[Saved data entries]

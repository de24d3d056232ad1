use std::sync::atomic::{AtomicBool, Ordering};
use std::sync::Arc;

/// Shared flag that asks an in-progress generation to stop.
///
/// Clones observe the same flag. Once cancelled, a token stays cancelled.
#[derive(Debug, Clone, Default)]
pub struct CancelToken {
    cancelled: Arc<AtomicBool>,
}

impl CancelToken {
    #[must_use]
    pub fn new() -> Self {
        Self::default()
    }

    /// Marks the token as cancelled.
    pub fn cancel(&self) {
        self.cancelled.store(true, Ordering::Release);
    }

    #[must_use]
    pub fn is_cancelled(&self) -> bool {
        self.cancelled.load(Ordering::Acquire)
    }
}
//! Input checks that gate circle generation.
//!
//! When a request has several invalid inputs, the radius is reported first,
//! then the segment count, then the center coordinate.

use crate::error::{Result, ValidationError};
use crate::geometry::Coordinate;
use crate::math::{
    EARTH_RADIUS_METRES, MAX_LATITUDE, MAX_LONGITUDE, MIN_LATITUDE, MIN_LONGITUDE,
};

/// Fewest segments that still describe a non-degenerate polygon.
pub const MIN_SEGMENTS: usize = 3;

/// Checks a latitude/longitude pair, latitude first.
///
/// # Errors
///
/// Returns [`ValidationError::InvalidLatitude`] or
/// [`ValidationError::InvalidLongitude`] for values outside their inclusive
/// ranges, including NaN.
pub fn validate_coordinate(latitude: f64, longitude: f64) -> Result<()> {
    if !(MIN_LATITUDE..=MAX_LATITUDE).contains(&latitude) {
        return Err(ValidationError::InvalidLatitude(latitude).into());
    }
    if !(MIN_LONGITUDE..=MAX_LONGITUDE).contains(&longitude) {
        return Err(ValidationError::InvalidLongitude(longitude).into());
    }
    Ok(())
}

/// Checks that `radius` (metres) is positive and no larger than the Earth.
///
/// # Errors
///
/// Returns [`ValidationError::RadiusExceedsEarth`] above
/// [`EARTH_RADIUS_METRES`], and [`ValidationError::NonPositiveRadius`] for
/// zero, negative or NaN radii.
pub fn validate_radius(radius: f64) -> Result<()> {
    if radius > EARTH_RADIUS_METRES {
        return Err(ValidationError::RadiusExceedsEarth(radius).into());
    }
    if radius.is_nan() || radius <= 0.0 {
        return Err(ValidationError::NonPositiveRadius(radius).into());
    }
    Ok(())
}

/// Checks that `segments` lies in `[MIN_SEGMENTS, max_segments]`.
///
/// The upper limit is checked first.
///
/// # Errors
///
/// Returns [`ValidationError::TooManySegments`] carrying `max_segments`, or
/// [`ValidationError::TooFewSegments`].
pub fn validate_segments(segments: usize, max_segments: usize) -> Result<()> {
    if segments > max_segments {
        return Err(ValidationError::TooManySegments {
            segments,
            limit: max_segments,
        }
        .into());
    }
    if segments < MIN_SEGMENTS {
        return Err(ValidationError::TooFewSegments(segments).into());
    }
    Ok(())
}

/// Validates a whole generation request: radius, then segments, then center.
///
/// # Errors
///
/// Returns the first failing check.
pub fn validate_request(
    center: &Coordinate,
    radius: f64,
    segments: usize,
    max_segments: usize,
) -> Result<()> {
    validate_radius(radius)?;
    validate_segments(segments, max_segments)?;
    center.validate()
}

#[cfg(test)]
#[allow(clippy::unwrap_used)]
mod tests {
    use super::*;
    use crate::error::GeoError;

    fn validation(err: GeoError) -> ValidationError {
        match err {
            GeoError::Validation(e) => e,
            GeoError::Generation(e) => panic!("unexpected generation error: {e}"),
        }
    }

    #[test]
    fn segments_at_bounds_are_accepted() {
        assert!(validate_segments(3, 180).is_ok());
        assert!(validate_segments(180, 180).is_ok());
    }

    #[test]
    fn two_segments_are_too_few() {
        let err = validation(validate_segments(2, 180).unwrap_err());
        assert_eq!(err, ValidationError::TooFewSegments(2));
    }

    #[test]
    fn one_past_limit_is_too_many() {
        let err = validation(validate_segments(181, 180).unwrap_err());
        assert_eq!(
            err,
            ValidationError::TooManySegments {
                segments: 181,
                limit: 180
            }
        );
    }

    #[test]
    fn coordinate_boundaries_are_inclusive() {
        assert!(validate_coordinate(90.0, 180.0).is_ok());
        assert!(validate_coordinate(-90.0, -180.0).is_ok());
    }

    #[test]
    fn latitude_just_outside_is_rejected() {
        for lat in [90.000_000_1, -90.000_000_1] {
            let err = validation(validate_coordinate(lat, -25.343_43).unwrap_err());
            assert_eq!(err, ValidationError::InvalidLatitude(lat));
        }
    }

    #[test]
    fn longitude_just_outside_is_rejected() {
        for lon in [180.000_000_1, -180.000_000_1] {
            let err = validation(validate_coordinate(42.3333, lon).unwrap_err());
            assert_eq!(err, ValidationError::InvalidLongitude(lon));
        }
    }

    #[test]
    fn nan_components_are_rejected() {
        assert!(validate_coordinate(f64::NAN, 0.0).is_err());
        assert!(validate_coordinate(0.0, f64::NAN).is_err());
    }

    #[test]
    fn earth_radius_is_the_inclusive_limit() {
        assert!(validate_radius(EARTH_RADIUS_METRES).is_ok());
        assert!(validate_radius(EARTH_RADIUS_METRES - 1.0).is_ok());
        let err = validation(validate_radius(6_378_138.0).unwrap_err());
        assert_eq!(err, ValidationError::RadiusExceedsEarth(6_378_138.0));
    }

    // Non-positive radii are rejected here; the formula would otherwise
    // produce a collapsed or mirrored ring.
    #[test]
    fn non_positive_radius_is_rejected() {
        for radius in [0.0, -50.0] {
            let err = validation(validate_radius(radius).unwrap_err());
            assert_eq!(err, ValidationError::NonPositiveRadius(radius));
        }
        assert!(validate_radius(f64::NAN).is_err());
    }

    #[test]
    fn valid_request_passes() {
        let center = Coordinate::new(23.4567, -34.765_322).unwrap();
        assert!(validate_request(&center, 50.0, 10, 180).is_ok());
    }

    #[test]
    fn request_reports_each_invalid_input() {
        let valid = Coordinate::new(23.4567, -34.765_322).unwrap();
        let invalid = Coordinate::unchecked(-90.1234, 23.435_352);

        let err = validation(validate_request(&invalid, 50.0, 10, 180).unwrap_err());
        assert_eq!(err, ValidationError::InvalidLatitude(-90.1234));

        let err = validation(validate_request(&valid, 987_654_321.0, 10, 180).unwrap_err());
        assert_eq!(err, ValidationError::RadiusExceedsEarth(987_654_321.0));

        let err = validation(validate_request(&valid, 100.0, 2, 180).unwrap_err());
        assert_eq!(err, ValidationError::TooFewSegments(2));
    }

    #[test]
    fn request_precedence_is_radius_then_segments_then_center() {
        let invalid = Coordinate::unchecked(100.0, 200.0);

        let err = validation(validate_request(&invalid, 7_000_000.0, 1, 180).unwrap_err());
        assert_eq!(err, ValidationError::RadiusExceedsEarth(7_000_000.0));

        let err = validation(validate_request(&invalid, 50.0, 1, 180).unwrap_err());
        assert_eq!(err, ValidationError::TooFewSegments(1));

        let err = validation(validate_request(&invalid, 50.0, 10, 180).unwrap_err());
        assert_eq!(err, ValidationError::InvalidLatitude(100.0));
    }
}
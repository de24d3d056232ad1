//! Generator policy values and the process-wide default.

use std::sync::{PoisonError, RwLock};

/// Default cap on simultaneously computed vertices.
pub const DEFAULT_CONCURRENCY_LIMIT: usize = 10;

/// Default upper bound on the requested segment count.
pub const DEFAULT_MAX_SEGMENTS: usize = 180;

static DEFAULT_CONFIG: RwLock<GeneratorConfig> = RwLock::new(GeneratorConfig::builtin());

/// Policy knobs for circle generation.
///
/// Read once at the start of each generation call and never mutated during it.
#[derive(Debug, Clone, Copy, PartialEq, Eq)]
pub struct GeneratorConfig {
    /// Maximum number of vertex computations in flight at once.
    pub concurrency_limit: usize,
    /// Largest segment count a request may ask for.
    pub max_segments: usize,
}

impl GeneratorConfig {
    /// Creates a configuration. Neither value is validated.
    #[must_use]
    pub fn new(concurrency_limit: usize, max_segments: usize) -> Self {
        Self {
            concurrency_limit,
            max_segments,
        }
    }

    const fn builtin() -> Self {
        Self {
            concurrency_limit: DEFAULT_CONCURRENCY_LIMIT,
            max_segments: DEFAULT_MAX_SEGMENTS,
        }
    }

    #[must_use]
    pub fn with_concurrency_limit(mut self, concurrency_limit: usize) -> Self {
        self.concurrency_limit = concurrency_limit;
        self
    }

    #[must_use]
    pub fn with_max_segments(mut self, max_segments: usize) -> Self {
        self.max_segments = max_segments;
        self
    }

    /// Number of workers used for a ring of `segments` vertices:
    /// `min(segments, concurrency_limit)`, never below 1.
    #[must_use]
    pub fn worker_bound(&self, segments: usize) -> usize {
        segments.min(self.concurrency_limit).max(1)
    }
}

impl Default for GeneratorConfig {
    fn default() -> Self {
        Self::builtin()
    }
}

/// Returns a snapshot of the process-wide default configuration.
#[must_use]
pub fn default_config() -> GeneratorConfig {
    *DEFAULT_CONFIG
        .read()
        .unwrap_or_else(PoisonError::into_inner)
}

/// Replaces the process-wide default configuration.
///
/// Calls already in progress keep the snapshot they started with.
pub fn set_default_config(config: GeneratorConfig) {
    *DEFAULT_CONFIG
        .write()
        .unwrap_or_else(PoisonError::into_inner) = config;
}

/// Restores the built-in process-wide defaults.
pub fn reset_default_config() {
    set_default_config(GeneratorConfig::builtin());
}

#[cfg(test)]
mod tests {
    use super::*;

    #[test]
    fn default_values() {
        let config = GeneratorConfig::default();
        assert_eq!(config.concurrency_limit, 10);
        assert_eq!(config.max_segments, 180);
    }

    #[test]
    fn new_keeps_values_as_given() {
        let config = GeneratorConfig::new(0, 2);
        let built = GeneratorConfig::default()
            .with_concurrency_limit(0)
            .with_max_segments(2);
        assert_eq!(config, built);
    }

    #[test]
    fn worker_bound_is_min_of_segments_and_limit() {
        let config = GeneratorConfig::new(10, 180);
        assert_eq!(config.worker_bound(4), 4);
        assert_eq!(config.worker_bound(100), 10);
    }

    #[test]
    fn zero_limit_falls_back_to_one_worker() {
        assert_eq!(GeneratorConfig::new(0, 180).worker_bound(10), 1);
    }

    #[test]
    fn process_default_is_replaceable() {
        // Only test that writes the global; generation tests that read it stay
        // within both configurations.
        assert_eq!(default_config(), GeneratorConfig::default());

        set_default_config(GeneratorConfig::new(2, 30));
        assert_eq!(default_config(), GeneratorConfig::new(2, 30));

        reset_default_config();
        assert_eq!(default_config(), GeneratorConfig::default());
    }
}
use crate::error::Result;
use crate::validation::validate_coordinate;

/// A geographic point in degrees.
///
/// Latitude lies in `[-90, 90]` and longitude in `[-180, 180]`, both
/// inclusive. [`Coordinate::new`] is the only public constructor, so every
/// coordinate outside this crate is in range.
///
/// ```compile_fail
/// let c = geocircle::Coordinate::unchecked(91.0, 0.0);
/// ```
#[derive(Debug, Clone, Copy, PartialEq)]
pub struct Coordinate {
    latitude: f64,
    longitude: f64,
}

impl Coordinate {
    /// Creates a validated coordinate.
    ///
    /// # Errors
    ///
    /// Returns [`ValidationError::InvalidLatitude`] if the latitude is out of
    /// range, otherwise [`ValidationError::InvalidLongitude`] if the longitude is.
    ///
    /// [`ValidationError::InvalidLatitude`]: crate::error::ValidationError::InvalidLatitude
    /// [`ValidationError::InvalidLongitude`]: crate::error::ValidationError::InvalidLongitude
    pub fn new(latitude: f64, longitude: f64) -> Result<Self> {
        let coordinate = Self::unchecked(latitude, longitude);
        coordinate.validate()?;
        Ok(coordinate)
    }

    /// Creates a coordinate without range checks.
    #[must_use]
    pub(crate) fn unchecked(latitude: f64, longitude: f64) -> Self {
        Self {
            latitude,
            longitude,
        }
    }

    /// Checks that both components are in range.
    ///
    /// # Errors
    ///
    /// Returns the first failing component, latitude before longitude.
    pub fn validate(&self) -> Result<()> {
        validate_coordinate(self.latitude, self.longitude)
    }

    #[must_use]
    pub fn latitude(&self) -> f64 {
        self.latitude
    }

    #[must_use]
    pub fn longitude(&self) -> f64 {
        self.longitude
    }
}
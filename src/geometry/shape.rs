use std::fmt;

use super::Vertex;

/// Kind tag carried by a generated [`Shape`].
#[derive(Debug, Clone, Copy, PartialEq, Eq, Hash)]
pub enum ShapeKind {
    Polygon,
}

impl ShapeKind {
    /// Returns the external name of the kind.
    #[must_use]
    pub fn as_str(self) -> &'static str {
        match self {
            Self::Polygon => "Polygon",
        }
    }
}

impl fmt::Display for ShapeKind {
    fn fmt(&self, f: &mut fmt::Formatter<'_>) -> fmt::Result {
        f.write_str(self.as_str())
    }
}

/// A closed ring of `[longitude, latitude]` vertices.
///
/// The first and last vertex are equal, so a ring built from `n` segments
/// holds `n + 1` vertices.
#[derive(Debug, Clone, PartialEq)]
pub struct Shape {
    kind: ShapeKind,
    coordinates: Vec<Vertex>,
}

impl Shape {
    /// Closes `vertices` by appending a copy of the first one.
    pub(crate) fn closed_polygon(mut vertices: Vec<Vertex>) -> Self {
        if let Some(&first) = vertices.first() {
            vertices.push(first);
        }
        Self {
            kind: ShapeKind::Polygon,
            coordinates: vertices,
        }
    }

    #[must_use]
    pub fn kind(&self) -> ShapeKind {
        self.kind
    }

    #[must_use]
    pub fn coordinates(&self) -> &[Vertex] {
        &self.coordinates
    }

    /// Number of vertices, including the closing one.
    #[must_use]
    pub fn vertex_count(&self) -> usize {
        self.coordinates.len()
    }

    /// Returns whether the first and last vertex coincide exactly.
    #[must_use]
    #[allow(clippy::float_cmp)]
    pub fn is_closed(&self) -> bool {
        match (self.coordinates.first(), self.coordinates.last()) {
            (Some(first), Some(last)) => self.coordinates.len() > 1 && first == last,
            _ => false,
        }
    }

    #[must_use]
    pub fn into_coordinates(self) -> Vec<Vertex> {
        self.coordinates
    }
}
mod cancel;
pub mod creation;

pub use cancel::CancelToken;
pub use creation::{circle_to_polygon, circle_to_polygon_with_default, CircleToPolygon};
pub mod spherical;

pub use spherical::{bearing_for_vertex, destination};

/// Radius of the Earth in metres, as defined by WGS84.
pub const EARTH_RADIUS_METRES: f64 = 6_378_137.0;

/// One full turn in radians.
pub const TWO_PI: f64 = 2.0 * std::f64::consts::PI;

// Inclusive coordinate bounds in degrees.
pub const MIN_LATITUDE: f64 = -90.0;
pub const MAX_LATITUDE: f64 = 90.0;
pub const MIN_LONGITUDE: f64 = -180.0;
pub const MAX_LONGITUDE: f64 = 180.0;

/// Converts an angle in degrees to radians.
///
/// Computed as `(degrees * pi) / 180`, not [`f64::to_radians`]; vertex
/// output depends on this rounding.
#[must_use]
pub fn to_radians(degrees: f64) -> f64 {
    (degrees * std::f64::consts::PI) / 180.0
}

/// Converts an angle in radians to degrees.
#[must_use]
pub fn to_degrees(radians: f64) -> f64 {
    (radians * 180.0) / std::f64::consts::PI
}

| Task instructions |
Considering only lines that contain the word "vertices", say how many there are in the data, with no other text.

| Reply |
10